Calor recorde nos oceanos preocupa especialistas e impacta a economia global
Temperaturas extremas ameaçam ecossistemas, infraestrutura e mercado de pesca, enquanto clima se aquece com força sem precedentes
A temperatura média dos oceanos atingiu níveis inéditos em agosto, elevando alertas de crise ambiental e econômica. Fenômenos como o aumento do nível do mar e a degradação de recifes reforçam a urgência de ações internacionais.
Segundo o observatório europeu Copernicus, a temperatura média dos oceanos, excluindo as regiões polares, foi de 21,07°C em agosto, igualando o recorde anterior de março de 2024. Esse dado alarmante faz parte de uma tendência de aquecimento global que tem sido intensificada pelas atividades humanas e pelo fenômeno natural El Niño, que está especialmente forte neste ciclo. Ainda não confirmado oficialmente por todas as fontes, a Agência Nacional Oceânica e Atmosférica dos Estados Unidos (NOAA) indica que esses foram os "100 dias de calor recorde" nesta época do ano e comenta que a tendência de temperaturas altas deve persistir até pelo menos 2027, devido ao contínuo aquecimento global, considerado o motor principal desse fenômeno.
O calor extremo nos oceanos não é uma ameaça à biodiversidade apenas na teoria; suas consequências visíveis estão se multiplicando. Segundo informações do mundo científico, já há efeitos concretos na economia global, como a redução na quantidade de sardinhas pescadas por pescadores marroquinos e o fechamento de reatores nucleares na França devido à proliferação de águas-vivas, que dificultam a operação de usinas e navios. Além disso, recifes de coral, essenciais para a saúde dos ecossistemas marinhos por absorverem carbono, estão sendo severamente impactados, o que compromete o turismo em várias regiões e afeta as comunidades costeiras.

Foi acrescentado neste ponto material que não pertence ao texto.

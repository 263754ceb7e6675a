// CASE emitter -- lowers the tree to a textual C++ program.
//
// Output layout: metadata banner, fixed includes, the blocking Channel
// template, then class/struct/function declarations in source order, then
// `int main()` holding every other top-level statement.

mod error;
mod expr;
mod prelude;
mod stmt;
mod types;

use case_parser::{Node, NodeKind};

pub use error::{EmitError, EmitErrorKind};

/// Build metadata threaded into the emitted banner and `sync` lowering.
#[derive(Debug, Clone)]
pub struct EmitMeta {
    /// Path of the CASE source file, for the banner.
    pub source: String,
    /// Target C++ standard (`c++14`/`c++17`/`c++20`).
    pub std: String,
    /// External optimization level (`O0`..`O3`).
    pub opt: String,
    /// External compiler command; decides pragma support.
    pub cc: String,
    /// User `--tag key=value` pairs, embedded in the metadata JSON.
    pub tags: Vec<(String, String)>,
}

impl Default for EmitMeta {
    fn default() -> Self {
        Self {
            source: String::from("<memory>"),
            std: String::from("c++14"),
            opt: String::from("O2"),
            cc: String::from("g++"),
            tags: Vec::new(),
        }
    }
}

/// Lower a `Program` tree to C++ source text.
pub fn emit(tree: &Node, meta: &EmitMeta) -> Result<String, EmitError> {
    if tree.kind != NodeKind::Program {
        return Err(EmitError::invalid_shape(
            format!("{:?}", tree.kind),
            "emitter requires a Program root",
            tree.line,
        ));
    }

    let mut emitter = Emitter::new(meta);
    emitter.out.push_str(&prelude::render(meta));

    // Declarations first, in source order.
    for child in &tree.children {
        match child.kind {
            NodeKind::Fn => emitter.emit_function(child)?,
            NodeKind::Class => emitter.emit_class(child, false)?,
            NodeKind::Struct => emitter.emit_class(child, true)?,
            _ => {}
        }
    }

    // Everything else runs in main, in source order.
    emitter.line("int main() {");
    emitter.indent += 1;
    emitter.streams.push(Vec::new());
    for child in &tree.children {
        if matches!(child.kind, NodeKind::Fn | NodeKind::Class | NodeKind::Struct) {
            continue;
        }
        emitter.emit_stmt(child)?;
    }
    emitter.close_frame_streams();
    emitter.line("return 0;");
    emitter.indent -= 1;
    emitter.line("}");

    Ok(emitter.out)
}

/// Emission state: the output buffer, the indent level, a counter for fresh
/// match temporaries, and the per-block stack of open file streams.
pub(crate) struct Emitter<'a> {
    pub(crate) meta: &'a EmitMeta,
    pub(crate) out: String,
    pub(crate) indent: usize,
    pub(crate) temp_counter: u32,
    /// One frame per lexical block; streams opened in a block close at its
    /// end unless an explicit `Close` got there first.
    pub(crate) streams: Vec<Vec<String>>,
}

impl<'a> Emitter<'a> {
    fn new(meta: &'a EmitMeta) -> Self {
        Self {
            meta,
            out: String::new(),
            indent: 0,
            temp_counter: 0,
            streams: Vec::new(),
        }
    }

    /// Write one indented line.
    pub(crate) fn line(&mut self, text: &str) {
        for _ in 0..self.indent {
            self.out.push_str("    ");
        }
        self.out.push_str(text);
        self.out.push('\n');
    }

    /// Write an empty separator line.
    pub(crate) fn blank(&mut self) {
        self.out.push('\n');
    }

    /// Emit the statements of a `Body` one indent level deeper, closing any
    /// streams the block opened. The caller writes the surrounding braces.
    pub(crate) fn block_body(&mut self, body: &Node) -> Result<(), EmitError> {
        self.indent += 1;
        self.streams.push(Vec::new());
        for stmt in &body.children {
            self.emit_stmt(stmt)?;
        }
        self.close_frame_streams();
        self.indent -= 1;
        Ok(())
    }

    /// Close every stream still open in the current frame, then pop it.
    pub(crate) fn close_frame_streams(&mut self) {
        if let Some(frame) = self.streams.pop() {
            for stream in frame {
                self.line(&format!("{stream}.close();"));
            }
        }
    }

    /// Forget a stream after an explicit `Close`.
    pub(crate) fn mark_closed(&mut self, name: &str) {
        for frame in self.streams.iter_mut().rev() {
            if let Some(pos) = frame.iter().position(|s| s == name) {
                frame.remove(pos);
                return;
            }
        }
    }
}

#[cfg(test)]
mod tests {
    use super::*;
    use case_lexer::Lexer;

    fn emit_src(src: &str) -> String {
        let tokens = Lexer::tokenize(src).expect("lexing should succeed");
        let tree = case_parser::parse(&tokens).expect("parsing should succeed");
        emit(&tree, &EmitMeta::default()).expect("emission should succeed")
    }

    #[test]
    fn hello_world_prints_with_endl() {
        let out = emit_src("Print \"hello\"");
        assert!(out.contains("std::cout << \"hello\" << std::endl;"));
        // No user function declarations; the only `void` is Channel::send.
        assert_eq!(out.matches("void ").count(), 1);
        assert!(out.contains("int main() {"));
    }

    #[test]
    fn functions_declare_before_main() {
        let out = emit_src("Fn f { Print \"x\" }\nFn g { call f }");
        assert!(out.contains("void f() {"));
        assert!(out.contains("void g() {"));
        assert!(out.contains("f();"));
        let main_pos = out.find("int main()").unwrap();
        assert!(out.find("void f()").unwrap() < main_pos);
        // main holds nothing but the return.
        let main_body = &out[main_pos..];
        assert!(main_body.contains("return 0;"));
        assert!(!main_body.contains("std::cout"));
    }

    #[test]
    fn print_flattens_concat_chains() {
        let out = emit_src("let n = 2\nPrint \"v=\" + n");
        assert!(out.contains("std::cout << \"v=\" << n << std::endl;"));
    }

    #[test]
    fn function_signature_with_params_and_return() {
        let out = emit_src("Fn add \"int a, int b\" -> int { ret a + b }");
        assert!(out.contains("int add(int a, int b) {"));
        assert!(out.contains("return (a + b);"));
    }

    #[test]
    fn valued_ret_without_declared_type_gives_double() {
        let out = emit_src("Fn f { ret 1 }");
        assert!(out.contains("double f() {"));
    }

    #[test]
    fn overlays_surface_as_comments() {
        let out = emit_src("overlay inspect\nFn f { }");
        assert!(out.contains("// overlay: inspect"));
    }

    #[test]
    fn prelude_carries_metadata_and_channel() {
        let meta = EmitMeta {
            source: "x.case".into(),
            tags: vec![("k".into(), "v".into())],
            ..EmitMeta::default()
        };
        let tokens = Lexer::tokenize("Print \"x\"").unwrap();
        let tree = case_parser::parse(&tokens).unwrap();
        let out = emit(&tree, &meta).unwrap();
        assert!(out.contains("CASE_BUILD_METADATA"));
        assert!(out.contains("\\\"k\\\":\\\"v\\\""));
        assert!(out.contains("class Channel"));
    }

    #[test]
    fn scale_and_bounds_templates() {
        let out = emit_src("let x = 5\nscale x 0 10 0 1\nbounds x 0 1");
        assert!(out.contains("{ x = ((x - (0)) / ((10) - (0))) * ((1) - (0)) + (0); }"));
        assert!(out.contains("x = std::min(std::max(x, 0), 1);"));
    }

    #[test]
    fn checkpoint_and_vbreak_share_label() {
        let out = emit_src("checkpoint spot\nvbreak spot");
        assert!(out.contains("__case_cp_spot:;"));
        assert!(out.contains("goto __case_cp_spot;"));
    }

    #[test]
    fn channel_send_recv_lowering() {
        let out = emit_src("channel c \"int\"\nlet v = 0\nsend c 42\nrecv c v");
        assert!(out.contains("Channel<int> c;"));
        assert!(out.contains("c.send(42);"));
        assert!(out.contains("v = c.recv();"));
    }

    #[test]
    fn open_translates_modes_and_closes_at_scope_end() {
        let out = emit_src("open log \"out.txt\" \"out|app\"\nwriteln log \"entry\"");
        assert!(out.contains("std::fstream log(\"out.txt\", std::ios::out | std::ios::app);"));
        assert!(out.contains("log << \"entry\" << std::endl;"));
        // The implicit close lands before return 0.
        let close_pos = out.find("log.close();").unwrap();
        let ret_pos = out.find("return 0;").unwrap();
        assert!(close_pos < ret_pos);
    }

    #[test]
    fn explicit_close_suppresses_the_implicit_one() {
        let out = emit_src("open log \"out.txt\" \"out\"\nclose log");
        assert_eq!(out.matches("log.close();").count(), 1);
    }

    #[test]
    fn loop_header_pragmas_hoist() {
        let out = emit_src("loop \"int i = 0; i < 4; i++ @omp\" { Print i }");
        assert!(out.contains("#pragma omp parallel for\n"));
        assert!(out.contains("for (int i = 0; i < 4; i++) {"));
    }

    #[test]
    fn match_emits_guarded_chain() {
        let out = emit_src(
            "let x = 2\nmatch x { case 1 | 2: { Print \"low\" } default: { Print \"other\" } }",
        );
        assert!(out.contains("auto __case_scrut_0 = x;"));
        assert!(out.contains("bool __case_matched_0 = false;"));
        assert!(out
            .contains("if (!__case_matched_0 && (__case_scrut_0 == 1 || __case_scrut_0 == 2)) {"));
        assert!(out.contains("if (!__case_matched_0) {"));
    }

    #[test]
    fn string_patterns_compare_as_std_string() {
        let out = emit_src("let s = \"a\"\nmatch s { case \"a\": { } }");
        assert!(out.contains("__case_scrut_0 == std::string(\"a\")"));
    }

    #[test]
    fn try_catch_throw_lowering() {
        let out = emit_src("try { throw \"bad\" } catch err { Print \"caught\" }");
        assert!(out.contains("try {"));
        assert!(out.contains("throw std::runtime_error(\"bad\");"));
        assert!(out.contains("} catch (const std::exception& err) {"));
    }

    #[test]
    fn duration_known_and_unknown_units() {
        let known = emit_src("let t = 5\nduration t \"ms\"");
        assert!(known.contains("std::chrono::duration<double, std::milli> __case_duration(t);"));

        let unknown = emit_src("let t = 5\nduration t \"zorps\"");
        assert!(unknown.contains("using quantum_epochs = std::chrono::duration<double>;"));
        assert!(unknown.contains("quantum_epochs __case_duration(t);"));
    }

    #[test]
    fn derivative_forward_difference() {
        let out = emit_src("let y = 2\nderivative y * y wrt y");
        assert!(out.contains("const double __case_eps = 1e-6;"));
        assert!(out.contains("double __case_f0 = (y * y);"));
        assert!(out.contains("y = y + __case_eps;"));
        assert!(out.contains("double __case_derivative = (__case_f1 - __case_f0) / __case_eps;"));
    }

    #[test]
    fn splice_is_verbatim() {
        let out = emit_src("splice \"int raw_counter = 0;\"");
        assert!(out.contains("int raw_counter = 0;"));
    }

    #[test]
    fn class_with_bases_fields_and_methods() {
        let out = emit_src(
            "class Point extends Base {\n  public:\n  let x = 0\n  Fn shift \"double d\" { x += d }\n  private:\n  let tag = \"p\"\n}",
        );
        assert!(out.contains("class Point : public Base {"));
        assert!(out.contains("public:"));
        assert!(out.contains("double x = 0;"));
        assert!(out.contains("void shift(double d) {"));
        assert!(out.contains("private:"));
        assert!(out.contains("std::string tag = \"p\";"));
        assert!(out.contains("};"));
    }

    #[test]
    fn struct_lowering() {
        let out = emit_src("struct Pair {\n  let a = 1\n  let b = 2\n}");
        assert!(out.contains("struct Pair {"));
        assert!(out.contains("double a = 1;"));
    }

    #[test]
    fn schedule_sorts_by_priority() {
        let out = emit_src("schedule 3 { Print \"task\" }");
        assert!(out.contains("std::vector<__case_task> __case_tasks;"));
        assert!(out.contains("__case_tasks.push_back(__case_task{ 3, [&]() {"));
        assert!(out.contains("return a.priority > b.priority;"));
        assert!(out.contains("for (auto& t : __case_tasks) { t.run(); }"));
    }

    #[test]
    fn sync_pragma_depends_on_compiler() {
        let tokens = Lexer::tokenize("sync").unwrap();
        let tree = case_parser::parse(&tokens).unwrap();

        let gcc = emit(&tree, &EmitMeta::default()).unwrap();
        assert!(gcc.contains("#pragma omp barrier"));

        let msvc = emit(
            &tree,
            &EmitMeta {
                cc: "cl".into(),
                ..EmitMeta::default()
            },
        )
        .unwrap();
        assert!(msvc.contains("// sync barrier"));
        assert!(!msvc.contains("#pragma omp barrier"));
    }

    #[test]
    fn input_reads_stdin() {
        let out = emit_src("let v = 0\ninput v");
        assert!(out.contains("std::cin >> v;"));
    }

    #[test]
    fn nested_function_becomes_lambda() {
        let out = emit_src("Fn outer { Fn inner { Print \"x\" }\ncall inner }");
        assert!(out.contains("auto inner = [&]() {"));
        assert!(out.contains("inner();"));
    }

    #[test]
    fn ternary_and_assignment_forms() {
        let out = emit_src("let x = 1\nx = x > 0 ? x : 0 - x\nx += 2\nx++");
        assert!(out.contains("x = ((x > 0) ? x : (0 - x));"));
        assert!(out.contains("x += 2;"));
        assert!(out.contains("x += 1;"));
    }

    #[test]
    fn non_program_root_is_invalid() {
        let bad = Node::new(NodeKind::Body, "", 1);
        assert!(emit(&bad, &EmitMeta::default()).is_err());
    }
}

Para especialistas, essa situação deveria ser motivo de preocupação também para quem gerencia os recursos financeiros globais, pois os efeitos desses fenômenos naturais intensificados pelo aquecimento já começam a afetar a infraestrutura energética, de pesca e o clima de forma geral. Segundo Tom Pickerell, biólogo e diretor do programa de oceanos do World Resources Institute, "o calor prolongado nos oceanos não é apenas um problema ambiental", mas uma questão que coloca a economia e o bem-estar das populações sob risco. A próxima cúpula do clima da ONU, a COP31, prevista para novembro em Antália, na Turquia, com a presidência conjunta da Turquia e da Austrália, deve tratar justamente dessas questões emergentes.
Especialistas explicam que o aumento da temperatura na superfície oceânica provoca a expansão térmica da água, que eleva o nível do mar, ameaçando especialmente nações insulares no Pacífico e no Índico. Além disso, aumenta a frequência e intensidade de eventos extremos, como ciclones, chuvas torrenciais e ondas de calor, o que agrava ainda mais os riscos às populações costeiras, às infraestruturas e à economia dessas regiões. A exemplo do que vem acontecendo recentemente na Europa e na América do Norte, a elevação da temperatura dos oceanos também prejudica a pesca, reduzindo a biodiversidade e, consequentemente, a quantidade de peixes disponíveis, afetando os pescadores e os mercados de alimentos. Ainda não há confirmação de todas as fontes sobre os detalhes específicos de cada evento, mas o cenário reforça a urgência de ações globais para mitigar esses efeitos.
O que sabemos?
- A temperatura média dos oceanos em agosto foi de 21,07°C, igualando recorde de março de 2024.
- O fenômeno El Niño atual está especialmente intenso, agravando o aquecimento.
- Segundo a NOAA, houve uma série de '100 dias de calor recorde' nesta época do ano.
- O aquecimento dos oceanos causa aumento do nível do mar, prejudicando países insulares.
- Consequências incluem menor quantidade de peixes, destruição de recifes de coral e fenômenos climáticos extremos.